Trois lettres, M, O, T.
Un petit mot de rien du tout que ce mot MOT. Comment le définir autrement que par ses trois lettres ?
Même sous la torture je ne pourrais livrer d'autre secret que ce stupide énoncé tautologique "MOT est un mot qui désigne un mot".
Là, vous et moi prenez conscience que cette histoire de mots risque fort de nous faire tourner en rond.
Comment m'extirper de cette fichue impossibilité à dire autre chose que l'évidence ? Grâce à un bon mot? à un jeu de mots peut-être ?
Effleurer d'autres strates.
Et si je les lançais en l'air ces lettres, l'air de rien ?

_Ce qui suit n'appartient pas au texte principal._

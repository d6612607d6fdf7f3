//! Meili Client - Typed async client for a Meili search server
//!
//! Provides resource clients for documents, indexes and tasks, plus a task
//! poller that turns the server's asynchronous writes into a future the
//! caller can await.
//!
//! ```no_run
//! use meili_client::{Client, ClientConfig, PollOptions};
//! use serde::{Deserialize, Serialize};
//!
//! #[derive(Serialize, Deserialize)]
//! struct Movie {
//!     id: u32,
//!     title: String,
//! }
//!
//! # async fn run() -> meili_client::Result<()> {
//! let client = Client::new(ClientConfig::new("http://localhost:7700").with_api_key("masterKey"))?;
//! let movies = vec![Movie { id: 1, title: "Alice In Wonderland".to_string() }];
//!
//! let info = client.documents("movies").add(&movies, Some("id")).await?;
//! let task = client.wait_for_task(&info, PollOptions::default()).await?;
//! println!("task {} finished as {}", task.uid, task.status);
//! # Ok(())
//! # }
//! ```

pub mod client;
pub mod config;
pub mod documents;
pub mod indexes;
pub mod poller;
pub mod tasks;

#[cfg(test)]
mod test_support;

pub use client::Client;
pub use config::ClientConfig;
pub use documents::Documents;
pub use indexes::Indexes;
pub use poller::TaskPoller;
pub use tasks::Tasks;

pub use meili_core::{
    ApiError, CodecConfig, DocumentsQuery, Error, Health, Index, IndexesQuery, JsonCodec, Page,
    PollOptions, Result, Task, TaskDetails, TaskId, TaskInfo, TaskStatus, TaskType, TasksPage,
    TasksQuery, Version,
};
pub use meili_transport::{MemoryTransport, MockResponse, Transport};
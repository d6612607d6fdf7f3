//! Shell completions command

use std::io;

use clap::{Args, CommandFactory};
use clap_complete::{generate, Shell};

use crate::Cli;

#[derive(Args)]
pub struct CompletionsArgs {
    /// Shell to generate completions for
    #[arg(value_enum)]
    pub shell: Shell,
}

pub fn run(args: &CompletionsArgs) -> anyhow::Result<()> {
    let mut cmd = Cli::command();
    let name = cmd.get_name().to_string();
    generate(args.shell, &mut cmd, name, &mut io::stdout());
    Ok(())
}
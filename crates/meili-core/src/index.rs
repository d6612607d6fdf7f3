//! Index and server metadata types

use chrono::{DateTime, Utc};
use serde::{Deserialize, Serialize};

/// A named collection of documents on the server
#[derive(Debug, Clone, PartialEq, Eq, Serialize, Deserialize)]
#[serde(rename_all = "camelCase")]
pub struct Index {
    pub uid: String,

    /// Attribute used to identify documents, once known
    #[serde(default)]
    pub primary_key: Option<String>,

    #[serde(default)]
    pub created_at: Option<DateTime<Utc>>,

    #[serde(default)]
    pub updated_at: Option<DateTime<Utc>>,
}

/// Build information reported by `GET /version`
#[derive(Debug, Clone, PartialEq, Eq, Serialize, Deserialize)]
#[serde(rename_all = "camelCase")]
pub struct Version {
    pub commit_sha: String,

    /// Kept as text: development builds report `unknown`
    pub commit_date: String,

    pub pkg_version: String,
}

/// Response of `GET /health`
#[derive(Debug, Clone, PartialEq, Eq, Serialize, Deserialize)]
pub struct Health {
    pub status: String,
}

impl Health {
    pub fn is_available(&self) -> bool {
        self.status == "available"
    }
}

#[cfg(test)]
mod tests {
    use super::*;

    #[test]
    fn test_index_decode() {
        let json = r#"{
            "uid": "movies",
            "primaryKey": "id",
            "createdAt": "2022-02-10T07:45:15.628261Z",
            "updatedAt": "2022-02-21T15:28:43.496574Z"
        }"#;

        let index: Index = serde_json::from_str(json).unwrap();
        assert_eq!(index.uid, "movies");
        assert_eq!(index.primary_key.as_deref(), Some("id"));
        assert!(index.created_at.is_some());
    }

    #[test]
    fn test_index_without_primary_key() {
        let index: Index = serde_json::from_str(r#"{"uid": "books", "primaryKey": null}"#).unwrap();
        assert!(index.primary_key.is_none());
        assert!(index.updated_at.is_none());
    }

    #[test]
    fn test_version_and_health() {
        let version: Version = serde_json::from_str(
            r#"{"commitSha": "b46889b5f0f2f8b91438a08a358ba8f05fc09fc1", "commitDate": "unknown", "pkgVersion": "1.0.0"}"#,
        )
        .unwrap();
        assert_eq!(version.pkg_version, "1.0.0");

        let health: Health = serde_json::from_str(r#"{"status": "available"}"#).unwrap();
        assert!(health.is_available());
    }
}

Quelles faces cachées d'elles-mêmes vont-elles révèler ?
Un, deux, trois.
M dévoile le verbe AIME.
O T ne peuvent dissimuler leur alliance génératrice du verbe ÔTER.
Aime ôter. Ôter aime.
Alors cette ritournelle "Que reste-t-il de nos amours ?"
Je demeure un temps en sa compagnie.
Puis s'impose ceci: MOT est tout entier dans EMOTION.

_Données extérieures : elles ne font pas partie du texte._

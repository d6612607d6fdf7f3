//! Index management

use meili_core::limits::validate_index_uid;
use meili_core::{Index, IndexesQuery, Page, Result, TaskInfo};
use meili_transport::Request;
use serde::Serialize;

use crate::client::Client;

#[derive(Serialize)]
#[serde(rename_all = "camelCase")]
struct CreateIndexRequest<'a> {
    uid: &'a str,
    #[serde(skip_serializing_if = "Option::is_none")]
    primary_key: Option<&'a str>,
}

#[derive(Serialize)]
#[serde(rename_all = "camelCase")]
struct UpdateIndexRequest<'a> {
    primary_key: Option<&'a str>,
}

/// Resource client for `/indexes`
#[derive(Debug, Clone)]
pub struct Indexes<'a> {
    client: &'a Client,
}

impl<'a> Indexes<'a> {
    pub(crate) fn new(client: &'a Client) -> Self {
        Self { client }
    }

    fn path(uid: &str) -> Result<String> {
        validate_index_uid(uid)?;
        Ok(format!("/indexes/{}", uid))
    }

    pub async fn create(&self, uid: &str, primary_key: Option<&str>) -> Result<TaskInfo> {
        validate_index_uid(uid)?;
        let body = self.client.encode(&CreateIndexRequest { uid, primary_key })?;
        tracing::debug!(index = uid, "Creating index");
        self.client.send(Request::post("/indexes", body)).await
    }

    pub async fn get(&self, uid: &str) -> Result<Index> {
        self.client.send(Request::get(Self::path(uid)?)).await
    }

    pub async fn list(&self, query: Option<&IndexesQuery>) -> Result<Page<Index>> {
        let query = query.map(IndexesQuery::to_query).unwrap_or_default();
        self.client
            .send(Request::get(format!("/indexes{}", query)))
            .await
    }

    /// Set the primary key of an index that has no documents yet
    pub async fn update(&self, uid: &str, primary_key: Option<&str>) -> Result<TaskInfo> {
        let body = self.client.encode(&UpdateIndexRequest { primary_key })?;
        self.client
            .send(Request::patch(Self::path(uid)?, body))
            .await
    }

    pub async fn delete(&self, uid: &str) -> Result<TaskInfo> {
        self.client.send(Request::delete(Self::path(uid)?)).await
    }
}
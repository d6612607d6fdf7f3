//! Task lookups

use meili_core::{PollOptions, Result, Task, TaskId, TasksPage, TasksQuery};
use meili_transport::Request;

use crate::client::Client;
use crate::poller::TaskPoller;

/// Resource client for `/tasks`
#[derive(Debug, Clone)]
pub struct Tasks<'a> {
    client: &'a Client,
}

impl<'a> Tasks<'a> {
    pub(crate) fn new(client: &'a Client) -> Self {
        Self { client }
    }

    /// Fetch the current record of a task
    pub async fn get(&self, task: impl Into<TaskId>) -> Result<Task> {
        let id = task.into();
        self.client.send(Request::get(format!("/tasks/{}", id))).await
    }

    pub async fn list(&self, query: Option<&TasksQuery>) -> Result<TasksPage> {
        let query = query.map(TasksQuery::to_query).unwrap_or_default();
        self.client.send(Request::get(format!("/tasks{}", query))).await
    }

    pub async fn wait_for(&self, task: impl Into<TaskId>, options: PollOptions) -> Result<Task> {
        TaskPoller::new(self.client, options).wait(task).await
    }
}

Entendez MOT M O T et non pas MAUX M A U X. A moins que ?
Serait-ce à dire que le mot disparait dans l'émotion, qu'il est balayé par ce flot difficile à endiguer et qui si souvent nous submerge ?
Jouons encore.
Si le préfixe é- est ôté, que reste-t-il de l'émotion, que reste-t-il de nos amours ou désamours ?
Motion, vous dites ?
Bon mot ne saurait mentir.
Privé de l'émotion qui s'attache à lui, le recouvre, l'ensevelit, monsieur MOT n'est plus que motion, mouvement, glissement perpétuel d'un sens à l'autre, plus rien pour le fixer ou le retenir, il s'en va libre et fier, nu comme un ver, sans signifié, sans signifiant. Il ne peut être que répété à l'envie sans pouvoir pointer vers quoi que ce soit de particulier. Puisqu'il pointe vers absolument tout.
Voici que le tournis me gagne à nouveau.
Mon salut viendra-t-il d'accepter comme allant de soi cette majesté du mot, de le saluer et l'honorer ?
Les mots sont impérieux et impériaux.
Lorsque je les épouserai, après avoir ôté de mon sein l'émotion d'un amour idiot et juvénile pour eux, leur puissance deviendra enfin mienne.
Vite, que nos noces soient prononcées !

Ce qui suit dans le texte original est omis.